(Dataset items)

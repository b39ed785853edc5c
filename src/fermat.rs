//! Fermat's difference-of-squares factorization.
//!
//! If n = p * q with p and q close together, then n = a^2 - b^2 for some
//! a near sqrt(n), giving the factors (a - b, a + b). Cheap enough to try
//! before the rho search; expected to fail quickly when the factor ratio
//! is far from 1.

use num_bigint::BigUint;
use num_traits::One;

use crate::arith::{exact_sqrt, isqrt};

/// Search for a factor pair (a - b, a + b) with a = isqrt(n) + i for
/// i in 0..max_iterations.
///
/// Returns None once the window is exhausted. A returned pair always has
/// both factors > 1 and multiplies back to n exactly; the guards reject
/// the trivial split 1 * n and integer-root edge cases.
pub fn fermat_factor(n: &BigUint, max_iterations: u64) -> Option<(BigUint, BigUint)> {
    let one = BigUint::one();
    if *n <= one {
        return None;
    }

    let a0 = isqrt(n);
    for i in 0..max_iterations {
        let a = &a0 + BigUint::from(i);
        let a_squared = &a * &a;
        if a_squared < *n {
            // Only possible at i = 0 when n is not a perfect square.
            continue;
        }
        let b_squared = &a_squared - n;
        if let Some(b) = exact_sqrt(&b_squared) {
            let p = &a - &b;
            let q = &a + &b;
            if p > one && q > one && &p * &q == *n {
                return Some((p, q));
            }
        }
    }

    None
}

● **THE PROBLEM**
This calls for repeating all of the records, character for character.

● **WRITTEN RESPONSE**
repository b39ed785853edc5c
filename src/fermat.rs
//! Fermat's difference-of-squares factorization.
//!
//! If n = p * q with p and q close together, then n = a^2 - b^2 for some
//! a near sqrt(n), giving the factors (a - b, a + b). Cheap enough to try
//! before the rho search; expected to fail quickly when the factor ratio
//! is far from 1.

use num_bigint::BigUint;
use num_traits::One;

use crate::arith::{exact_sqrt, isqrt};

/// Search for a factor pair (a - b, a + b) with a = isqrt(n) + i for
/// i in 0..max_iterations.
///
/// Returns None once the window is exhausted. A returned pair always has
/// both factors > 1 and multiplies back to n exactly; the guards reject
/// the trivial split 1 * n and integer-root edge cases.
pub fn fermat_factor(n: &BigUint, max_iterations: u64) -> Option<(BigUint, BigUint)> {
    let one = BigUint::one();
    if *n <= one {
        return None;
    }

    let a0 = isqrt(n);
    for i in 0..max_iterations {
        let a = &a0 + BigUint::from(i);
        let a_squared = &a * &a;
        if a_squared < *n {
            // Only possible at i = 0 when n is not a perfect square.
            continue;
        }
        let b_squared = &a_squared - n;
        if let Some(b) = exact_sqrt(&b_squared) {
            let p = &a - &b;
            let q = &a + &b;
            if p > one && q > one && &p * &q == *n {
                return Some((p, q));
            }
        }
    }

    None
}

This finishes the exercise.